When it comes to finances, no one gets an automatic clean slate when the calendar flips to Jan. 1. Nonetheless, 2014 can be your year to make smarter financial decisions that bolster your bottom line. Here is a look at seven smart money moves you can start making now in order to ensure a financially successful year.

1. Set your sights on a financial goal. Perhaps 2014 is the year that you start to save seriously for a down payment on a home. Or maybe you want to eliminate credit card debt. It could be time to start making that dream vacation a reality. Establish a key personal money goal for 2014. Setting a goal makes it easier to work toward achieving it.

2. Look for leaks in your budget. Most Americans spend about two-thirds of their income on food, housing and transportation. A monthly budget can help you see where the rest of your funds are going (perhaps to entertainment, clothes or costly credit card charges). Look for ways to cut back so that you are able to put more into savings and toward reduction of any debt.
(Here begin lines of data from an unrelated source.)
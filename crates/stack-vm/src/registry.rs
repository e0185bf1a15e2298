extern crate alloc;

use alloc::{
    boxed::Box,
    collections::BTreeMap,
    string::{String, ToString as _},
    vec::Vec,
};
use core::fmt;

use crate::{
    code::OpId,
    error::MachineErrorType,
    machine::{MachineStatus, RunState},
};

/// The behavior bound to an opcode.
///
/// An action receives the run state and the instruction's immediate
/// argument. It returns [`MachineStatus::Exited`] to stop the machine.
/// Any closure or function with the right signature is an `Action`.
pub trait Action: Send + Sync {
    /// Execute the instruction.
    fn execute(&self, rs: &mut RunState<'_>, arg: i64) -> Result<MachineStatus, MachineErrorType>;
}

impl<F> Action for F
where
    F: Fn(&mut RunState<'_>, i64) -> Result<MachineStatus, MachineErrorType> + Send + Sync,
{
    fn execute(&self, rs: &mut RunState<'_>, arg: i64) -> Result<MachineStatus, MachineErrorType> {
        self(rs, arg)
    }
}

/// The set of instructions known to a [`Machine`][crate::Machine].
///
/// Name→id, id→name and id→action are kept aligned: every id handed
/// out by [`register`](Self::register) has an entry in all three.
#[derive(Default)]
pub struct InstructionRegistry {
    ids: BTreeMap<String, OpId>,
    names: Vec<String>,
    actions: Vec<Box<dyn Action>>,
}

impl InstructionRegistry {
    /// Creates an empty registry.
    pub const fn new() -> Self {
        Self {
            ids: BTreeMap::new(),
            names: Vec::new(),
            actions: Vec::new(),
        }
    }

    /// Registers `action` under `name` and returns its id.
    ///
    /// Registering a name twice fails with
    /// [`MachineErrorType::AlreadyDefined`] and leaves the registry
    /// untouched.
    pub fn register<A>(&mut self, name: &str, action: A) -> Result<OpId, MachineErrorType>
    where
        A: Action + 'static,
    {
        if self.ids.contains_key(name) {
            return Err(MachineErrorType::AlreadyDefined(name.to_string()));
        }
        let id = OpId::new(self.names.len());
        self.ids.insert(name.to_string(), id);
        self.names.push(name.to_string());
        self.actions.push(Box::new(action));
        Ok(id)
    }

    /// Look up the id of an instruction by name.
    pub fn id(&self, name: &str) -> Option<OpId> {
        self.ids.get(name).copied()
    }

    /// Look up the name of an instruction by id.
    pub fn name(&self, id: OpId) -> Option<&str> {
        self.names.get(id.get()).map(String::as_str)
    }

    /// Look up the action bound to an id.
    pub fn action(&self, id: OpId) -> Option<&dyn Action> {
        self.actions.get(id.get()).map(|a| &**a)
    }

    /// The number of registered instructions.
    pub fn len(&self) -> usize {
        self.names.len()
    }

    /// Reports whether no instructions are registered.
    pub fn is_empty(&self) -> bool {
        self.names.is_empty()
    }

    /// Iterates over `(id, name)` pairs in id order.
    pub fn iter(&self) -> impl Iterator<Item = (OpId, &str)> {
        self.names
            .iter()
            .enumerate()
            .map(|(i, name)| (OpId::new(i), name.as_str()))
    }
}

impl fmt::Debug for InstructionRegistry {
    fn fmt(&self, f: &mut fmt::Formatter<'_>) -> fmt::Result {
        f.debug_map().entries(self.iter()).finish()
    }
}
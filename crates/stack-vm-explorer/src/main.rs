#![warn(clippy::arithmetic_side_effects)]

use std::{
    fs,
    io::{Read, stdin},
};

use anyhow::Context as _;
use clap::{ArgGroup, Parser, ValueEnum};
use stack_vm::{CodeMap, Machine, MachineError, MachineStatus, RunState, StdIO};
use tracing_subscriber::{EnvFilter, fmt};

#[derive(Debug, Copy, Clone, PartialEq, ValueEnum)]
enum Mode {
    Exec,
    Debug,
    Disassemble,
}

#[derive(Parser, Debug)]
#[command(name = "stack machine explorer", version)]
#[command(about = "Assembler, runner and step-debugger for stack machine programs")]
#[command(group(ArgGroup::new("mode").required(true).args(["exec", "debug", "disassemble"])))]
struct Args {
    /// Assemble and run the program, then show the result and output.
    #[arg(short, long)]
    exec: bool,
    /// Step through the execution of the program one instruction at a
    /// time, showing the state after each step. One instruction is
    /// executed for each newline read from stdin.
    #[arg(short, long)]
    debug: bool,
    /// Show only the assembled instructions and exit.
    #[arg(short = 's', long)]
    disassemble: bool,
    /// Enable the machine's debug mode: print a disassembly and trace
    /// every executed instruction to stderr.
    #[arg(short, long)]
    trace: bool,
    /// The file to read from. Use `-` to read the program from stdin.
    file: String,
}

fn read_program(file: &str) -> anyhow::Result<String> {
    if file == "-" {
        let mut buf = String::new();
        stdin().read_to_string(&mut buf)?;
        Ok(buf)
    } else {
        fs::read_to_string(file).with_context(|| format!("could not read `{file}`"))
    }
}

/// Describe an error, adding the offending source line when it is known.
fn describe(err: &MachineError, codemap: Option<&CodeMap>, source: &str) -> String {
    let line = err
        .line()
        .or_else(|| codemap?.line_from_instruction(err.pc()?));
    match line.and_then(|n| Some((n, source.lines().nth(n.checked_sub(1)?)?))) {
        Some((n, text)) => format!("{err}\n  --> line {n}: {text}"),
        None => err.to_string(),
    }
}

fn debug_loop(rs: &mut RunState<'_>) -> anyhow::Result<()> {
    let mut buf = String::new();
    let mut status = MachineStatus::Executing;
    while status == MachineStatus::Executing {
        println!("{}", rs);
        stdin().read_line(&mut buf)?;
        status = rs.step()?;
    }
    println!("{}", rs);
    print_machine_status(rs);

    Ok(())
}

fn print_machine_status(rs: &RunState<'_>) {
    match rs.stack.as_slice().last() {
        Some(value) => println!("Exited({value})"),
        None => println!("Exited"),
    }
    println!("Output: {:?}", rs.output());
}

fn main() -> anyhow::Result<()> {
    fmt()
        .with_env_filter(EnvFilter::from_default_env())
        .with_writer(std::io::stderr)
        .init();

    let args = Args::parse();

    let mode = if args.exec {
        Mode::Exec
    } else if args.debug {
        Mode::Debug
    } else {
        Mode::Disassemble
    };
    if mode == Mode::Debug && args.file == "-" {
        anyhow::bail!("the step debugger reads stdin; the program must come from a file");
    }

    let source = read_program(&args.file)?;
    let machine = Machine::new(args.trace);
    let (code, codemap) = match machine.assemble_with_map(&source) {
        Ok(assembled) => assembled,
        Err(e) => {
            anyhow::bail!("Assembly failed: {}", describe(&e, None, &source));
        }
    };

    match mode {
        Mode::Exec | Mode::Debug => {
            let mut io = StdIO;
            let mut rs = machine.create_run_state(&code, &mut io);

            let result = if mode == Mode::Exec {
                rs.run().map(|_| ()).map_err(anyhow::Error::from)
            } else {
                debug_loop(&mut rs)
            };

            if let Err(e) = result {
                let detail = match e.downcast_ref::<MachineError>() {
                    Some(me) => describe(me, Some(&codemap), &source),
                    None => e.to_string(),
                };
                anyhow::bail!("execution stopped: {detail}");
            }
            if mode == Mode::Exec {
                print_machine_status(&rs);
            }
        }
        Mode::Disassemble => {
            print!("{}", machine.disassemble(&code));
        }
    }

    Ok(())
}
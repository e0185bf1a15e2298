#![cfg(test)]
#![allow(clippy::unwrap_used)]


use io::TestIO;

use crate::{
    Code, ErrorLocation, Instruction, Machine, MachineError, MachineErrorType, MachineStatus,
    OpId, Stack,
};

fn op(machine: &Machine, name: &str) -> OpId {
    machine.registry().id(name).unwrap()
}

fn build_code(machine: &Machine, instrs: &[(&str, i64)]) -> Code {
    instrs
        .iter()
        .map(|&(name, arg)| Instruction::new(op(machine, name), arg))
        .collect()
}

/// Runs a single instruction against a stack holding `initial`.
fn step_one(
    name: &str,
    arg: i64,
    initial: &[i64],
) -> (Result<MachineStatus, MachineError>, Vec<i64>, String) {
    let machine = Machine::new(false);
    let code = build_code(&machine, &[(name, arg)]);
    let mut io = TestIO::new();
    let mut rs = machine.create_run_state(&code, &mut io);
    for v in initial {
        rs.stack.push(*v);
    }
    let status = rs.step();
    let stack = rs.stack.as_slice().to_vec();
    let output = rs.output().to_owned();
    (status, stack, output)
}

#[test]
fn test_builtin_ids_are_dense() {
    let machine = Machine::new(false);
    let names: Vec<&str> = machine.registry().iter().map(|(_, n)| n).collect();
    assert_eq!(
        names,
        [
            "PRINT",
            "LOAD_CONST",
            "EXIT",
            "POP",
            "ADD",
            "DIV",
            "EQ",
            "NEQ",
            "DUP",
            "JMP",
            "JMPZ",
            "WRITE",
            "WRITE_CHAR"
        ]
    );
    assert_eq!(machine.registry().len(), crate::instructions::BUILTINS.len());
    for (id, name) in machine.registry().iter() {
        assert_eq!(machine.registry().id(name), Some(id));
        assert!(machine.registry().action(id).is_some());
    }
    assert_eq!(op(&machine, "PRINT"), OpId::new(0));
    assert_eq!(op(&machine, "WRITE_CHAR"), OpId::new(12));
}

#[test]
fn test_register_duplicate() {
    let mut machine = Machine::new(false);
    let len = machine.registry().len();
    let err = machine
        .register_instruction("ADD", |_, _| Ok(MachineStatus::Executing))
        .unwrap_err();
    assert_eq!(
        err.err_type,
        MachineErrorType::AlreadyDefined("ADD".to_owned())
    );
    assert_eq!(machine.registry().len(), len);
    assert_eq!(machine.registry().id("ADD"), Some(OpId::new(4)));
}

#[test]
fn test_register_custom() {
    let mut machine = Machine::empty(false);
    assert!(machine.registry().is_empty());
    let push = machine
        .register_instruction("PUSH", |rs, arg| {
            rs.stack.push(arg);
            Ok(MachineStatus::Executing)
        })
        .unwrap();
    let halt = machine
        .register_instruction("HALT", |_, _| Ok(MachineStatus::Exited))
        .unwrap();
    assert_eq!(push, OpId::new(0));
    assert_eq!(halt, OpId::new(1));

    let code = machine.assemble("PUSH 9\nHALT").unwrap();
    let result = machine.run_with_io(&code, &mut TestIO::new()).unwrap();
    assert_eq!(result.value, 9);
}

#[test]
fn test_load_const() {
    let (status, stack, _) = step_one("LOAD_CONST", -42, &[]);
    assert_eq!(status.unwrap(), MachineStatus::Executing);
    assert_eq!(stack, [-42]);
}

#[test]
fn test_pop() {
    let (status, stack, _) = step_one("POP", 0, &[1, 5]);
    assert_eq!(status.unwrap(), MachineStatus::Executing);
    assert_eq!(stack, [1]);

    // Try to pop from empty stack
    let (status, _, _) = step_one("POP", 0, &[]);
    assert_eq!(
        status.unwrap_err().err_type,
        MachineErrorType::StackFail("empty stack")
    );
}

#[test]
fn test_add() {
    // expect t.0+t.1==t.2
    let tups: [(i64, i64, i64); 5] = [
        (5, 3, 8),
        (5, 8, 13),
        (-10, 8, -2),
        (-10, -5, -15),
        (i64::MAX, 1, i64::MIN),
    ];

    for t in tups.iter() {
        let (status, stack, _) = step_one("ADD", 0, &[t.0, t.1]);
        assert_eq!(status.unwrap(), MachineStatus::Executing);
        assert_eq!(stack, [t.2]);
    }
}

#[test]
fn test_div() {
    // expect t.0/t.1==t.2
    let tups: [(i64, i64, i64); 4] = [(8, 2, 4), (7, 2, 3), (-7, 2, -3), (i64::MIN, -1, i64::MIN)];

    for t in tups.iter() {
        let (status, stack, _) = step_one("DIV", 0, &[t.0, t.1]);
        assert_eq!(status.unwrap(), MachineStatus::Executing);
        assert_eq!(stack, [t.2]);
    }
}

#[test]
fn test_div_by_zero_leaves_stack() {
    let machine = Machine::new(false);
    let code = build_code(&machine, &[("DIV", 0)]);
    let mut io = TestIO::new();
    let mut rs = machine.create_run_state(&code, &mut io);
    rs.stack.push(1);
    rs.stack.push(0);
    let err = rs.step().unwrap_err();
    assert_eq!(err.err_type, MachineErrorType::DivByZero);
    assert_eq!(err.location, Some(ErrorLocation::Pc(0)));
    assert_eq!(rs.stack.as_slice(), [1, 0]);
}

#[test]
fn test_binary_ops_need_two_values() {
    for name in ["ADD", "DIV", "EQ", "NEQ"] {
        let (status, stack, _) = step_one(name, 0, &[3]);
        assert_eq!(
            status.unwrap_err().err_type,
            MachineErrorType::StackFail("stack size not sufficient"),
            "{name}"
        );
        assert_eq!(stack, [3], "{name}");
    }
}

#[test]
fn test_unary_ops_need_a_value() {
    for name in ["PRINT", "EXIT", "POP", "DUP", "JMPZ", "WRITE", "WRITE_CHAR"] {
        let (status, stack, output) = step_one(name, 0, &[]);
        let err = status.unwrap_err();
        assert_eq!(
            err.err_type,
            MachineErrorType::StackFail("empty stack"),
            "{name}"
        );
        assert_eq!(err.pc(), Some(0), "{name}");
        assert!(stack.is_empty(), "{name}");
        assert_eq!(output, "", "{name}");
    }
}

#[test]
fn test_eq_neq() {
    let tups: [(&str, i64, i64, i64); 4] = [
        ("EQ", 4, 4, 1),
        ("EQ", 4, 5, 0),
        ("NEQ", 4, 4, 0),
        ("NEQ", 4, 5, 1),
    ];
    for t in tups.iter() {
        let (status, stack, _) = step_one(t.0, 0, &[t.1, t.2]);
        assert_eq!(status.unwrap(), MachineStatus::Executing);
        assert_eq!(stack, [t.3], "{} {} {}", t.0, t.1, t.2);
    }
}

#[test]
fn test_dup() {
    let (status, stack, _) = step_one("DUP", 0, &[2, 7]);
    assert_eq!(status.unwrap(), MachineStatus::Executing);
    assert_eq!(stack, [2, 7, 7]);

    let (status, _, _) = step_one("DUP", 0, &[]);
    assert!(status.is_err(), "duplicating an empty stack aborts");
}

#[test]
fn test_exit() {
    let (status, stack, _) = step_one("EXIT", 0, &[3]);
    assert_eq!(status.unwrap(), MachineStatus::Exited);
    assert_eq!(stack, [3]);

    let (status, _, _) = step_one("EXIT", 0, &[]);
    assert_eq!(
        status.unwrap_err().err_type,
        MachineErrorType::StackFail("empty stack")
    );
}

#[test]
fn test_jump() {
    let machine = Machine::new(false);
    let code = build_code(
        &machine,
        &[("LOAD_CONST", 1), ("JMP", 3), ("LOAD_CONST", 2), ("EXIT", 0)],
    );
    let mut io = TestIO::new();
    let mut rs = machine.create_run_state(&code, &mut io);
    assert_eq!(rs.step().unwrap(), MachineStatus::Executing);
    assert_eq!(rs.step().unwrap(), MachineStatus::Executing);
    assert_eq!(rs.pc(), 3);
    assert_eq!(rs.step().unwrap(), MachineStatus::Exited);
    assert_eq!(rs.stack.as_slice(), [1]);
}

#[test]
fn test_jump_negative_is_segfault() {
    let machine = Machine::new(false);
    let code = build_code(&machine, &[("LOAD_CONST", 1), ("JMP", -1)]);
    let err = machine
        .run_with_io(&code, &mut TestIO::new())
        .unwrap_err();
    assert_eq!(err.err_type, MachineErrorType::SegFault);
}

#[test]
fn test_jmpz() {
    let machine = Machine::new(false);
    for (cond, target_pc) in [(0, 7), (1, 1)] {
        let code = build_code(&machine, &[("JMPZ", 7)]);
        let mut io = TestIO::new();
        let mut rs = machine.create_run_state(&code, &mut io);
        rs.stack.push(9);
        rs.stack.push(cond);
        assert_eq!(rs.step().unwrap(), MachineStatus::Executing);
        assert_eq!(rs.pc(), target_pc);
        // The condition is always popped.
        assert_eq!(rs.stack.as_slice(), [9]);
    }
}

#[test]
fn test_write() {
    let (status, stack, output) = step_one("WRITE", 0, &[-15]);
    assert_eq!(status.unwrap(), MachineStatus::Executing);
    assert_eq!(stack, [-15]);
    assert_eq!(output, "-15");
}

#[test]
fn test_write_char() {
    let (_, stack, output) = step_one("WRITE_CHAR", 0, &[72]);
    assert_eq!(stack, [72]);
    assert_eq!(output, "H");

    let (_, _, output) = step_one("WRITE_CHAR", 0, &[0x1F600]);
    assert_eq!(output, "\u{1F600}");

    for bad in [-1, 0xD800, i64::MAX] {
        let (status, _, output) = step_one("WRITE_CHAR", 0, &[bad]);
        assert_eq!(status.unwrap(), MachineStatus::Executing);
        assert_eq!(output, "\u{FFFD}");
    }
}

#[test]
fn test_print() {
    let machine = Machine::new(false);
    let code = build_code(&machine, &[("LOAD_CONST", 12), ("PRINT", 0), ("EXIT", 0)]);
    let mut io = TestIO::new();
    let result = machine.run_with_io(&code, &mut io).unwrap();
    assert_eq!(result.value, 12);
    assert_eq!(io.printed, [12]);

    let (status, _, _) = step_one("PRINT", 0, &[]);
    assert!(status.is_err(), "printing an empty stack aborts");
}

#[test]
fn test_empty_code_is_segfault() {
    let machine = Machine::new(false);
    let code = Code::default();
    let err = machine
        .run_with_io(&code, &mut TestIO::new())
        .unwrap_err();
    assert_eq!(err.err_type, MachineErrorType::SegFault);
    assert_eq!(err.pc(), Some(0));
}

#[test]
fn test_unregistered_op() {
    let machine = Machine::new(false);
    let code = Code::new([Instruction::new(OpId::new(99), 0)]);
    let err = machine
        .run_with_io(&code, &mut TestIO::new())
        .unwrap_err();
    assert!(matches!(err.err_type, MachineErrorType::InvalidInstruction(_)));
}

// Every instruction must leave something on the stack, even ones
// that do not touch it.
#[test]
fn test_empty_stack_after_instruction_faults() {
    let machine = Machine::new(false);
    let code = build_code(
        &machine,
        &[("LOAD_CONST", 1), ("POP", 0), ("LOAD_CONST", 2), ("EXIT", 0)],
    );
    let err = machine
        .run_with_io(&code, &mut TestIO::new())
        .unwrap_err();
    assert_eq!(err.err_type, MachineErrorType::StackFail("empty stack"));
    assert_eq!(err.pc(), Some(1));

    let code = build_code(&machine, &[("JMP", 1), ("LOAD_CONST", 2), ("EXIT", 0)]);
    let err = machine
        .run_with_io(&code, &mut TestIO::new())
        .unwrap_err();
    assert_eq!(err.err_type, MachineErrorType::StackFail("empty stack"));
    assert_eq!(err.pc(), Some(0));
}

#[test]
fn test_reset() {
    let machine = Machine::new(false);
    let code = build_code(
        &machine,
        &[("LOAD_CONST", 65), ("WRITE_CHAR", 0), ("EXIT", 0)],
    );
    let mut io = TestIO::new();
    let mut rs = machine.create_run_state(&code, &mut io);
    let first = rs.run().unwrap();
    rs.reset();
    assert_eq!(rs.pc(), 0);
    assert!(rs.stack.is_empty());
    assert_eq!(rs.output(), "");
    let second = rs.run().unwrap();
    assert_eq!(first, second);
    assert_eq!(second.output, "A");
}

#[test]
fn test_assemble_skips_blank_lines() {
    let machine = Machine::new(false);
    let text = "\nLOAD_CONST 5\r\n   \n\nEXIT\n";
    let (code, codemap) = machine.assemble_with_map(text).unwrap();
    assert_eq!(
        code,
        Code::new([
            Instruction::new(op(&machine, "LOAD_CONST"), 5),
            Instruction::new(op(&machine, "EXIT"), 0),
        ])
    );
    assert_eq!(codemap.line_from_instruction(0), Some(2));
    assert_eq!(codemap.line_from_instruction(1), Some(5));
    assert_eq!(codemap.line_from_instruction(2), None);
    assert_eq!(codemap.instruction_from_line(5), Some(1));
}

#[test]
fn test_assemble_errors() {
    let machine = Machine::new(false);

    let err = machine.assemble("LOAD_CONST 1\nFROB 2").unwrap_err();
    assert_eq!(
        err.err_type,
        MachineErrorType::InvalidInstruction("unknown instruction: FROB".to_owned())
    );
    assert_eq!(err.line(), Some(2));

    let err = machine.assemble("LOAD_CONST 1 2").unwrap_err();
    assert_eq!(
        err.err_type,
        MachineErrorType::InvalidInstruction(
            "more than one instruction argument: LOAD_CONST 1 2".to_owned()
        )
    );

    // Tokens are separated by exactly one space.
    let err = machine.assemble("LOAD_CONST  1").unwrap_err();
    assert!(matches!(err.err_type, MachineErrorType::InvalidInstruction(_)));

    let err = machine.assemble("LOAD_CONST x1").unwrap_err();
    assert_eq!(err.line(), Some(1));
    match &err.err_type {
        MachineErrorType::InvalidArgument { text, .. } => assert_eq!(text, "x1"),
        e => panic!("unexpected error {e}"),
    }
    assert!(err.to_string().ends_with("at line 1"));
}

#[test]
fn test_debug_trace() {
    let machine = Machine::new(true);
    let code = build_code(&machine, &[("LOAD_CONST", 5), ("EXIT", 0)]);
    let mut io = TestIO::new();
    let result = machine.run_with_io(&code, &mut io).unwrap();
    assert_eq!(result.value, 5);
    assert_eq!(
        io.debug_lines,
        [
            "=== running vm ======================",
            "disassembly of run code:",
            "LOAD_CONST 5",
            "EXIT 0",
            "=== end of disassembly",
            "-- exec LOAD_CONST arg=5 at pc=0",
            "-- exec EXIT arg=0 at pc=1",
        ]
    );
}

#[test]
fn test_debug_disabled_on_unknown_op() {
    let mut machine = Machine::new(true);
    let code = build_code(&machine, &[("LOAD_CONST", 5), ("EXIT", 0)]);
    // An id the listing cannot name.
    let code = Code::new(
        code.iter()
            .copied()
            .chain([Instruction::new(OpId::new(50), 0)]),
    );
    let mut io = TestIO::new();
    let mut rs = machine.create_run_state(&code, &mut io);
    let result = rs.run().unwrap();
    assert_eq!(result.value, 5);
    assert!(!rs.debug());
    drop(rs);
    assert!(io
        .debug_lines
        .iter()
        .any(|l| l == "turning off debug mode."));
    assert!(!io.debug_lines.iter().any(|l| l.starts_with("-- exec")));

    // Registering later does not change the machine's own setting.
    machine
        .register_instruction("NOP", |_, _| Ok(MachineStatus::Executing))
        .unwrap();
    assert!(machine.debug());
}

#[test]
fn test_step_unnamed_op_disables_debug() {
    let machine = Machine::new(true);
    let code = Code::new([Instruction::new(OpId::new(77), 0)]);
    let mut io = TestIO::new();
    let mut rs = machine.create_run_state(&code, &mut io);
    assert!(rs.debug());
    let err = rs.step().unwrap_err();
    assert_eq!(
        err.err_type,
        MachineErrorType::InvalidInstruction("unknown opcode 77".to_owned())
    );
    assert_eq!(err.pc(), Some(0));
    assert!(!rs.debug());
    drop(rs);
    assert!(io.debug_lines.is_empty());
}

#[test]
fn test_disassemble() {
    let machine = Machine::new(false);
    let code = Code::new([
        Instruction::new(op(&machine, "LOAD_CONST"), 3),
        Instruction::new(OpId::new(40), 1),
    ]);
    let listing = machine.disassemble(&code).to_string();
    assert_eq!(listing, "     0  LOAD_CONST 3\n     1  <unknown op 40> 1\n");
}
3. Know what you are worth. In an unstable economy, it may seem foolhardy to try to negotiate a raise. But it can be worth doing if you have had to take on the work of others who were let go, have advanced your education or skill set, or have determined, through research, that you are underpaid compared to others in your field. Remember, better compensation does not have to mean more money. Perhaps you could benefit from more flexible work hours, telecommuting or additional vacation days.

4. Bolster your credit score. A high credit score can help you secure a loan and get better rates. It can even enhance your standings as a job candidate or a renter. About one-third of your credit score is based on your payment history. Pay off any past-due accounts quickly. Aim to keep your debt at or below 30 percent of your limit (available credit) on each credit card.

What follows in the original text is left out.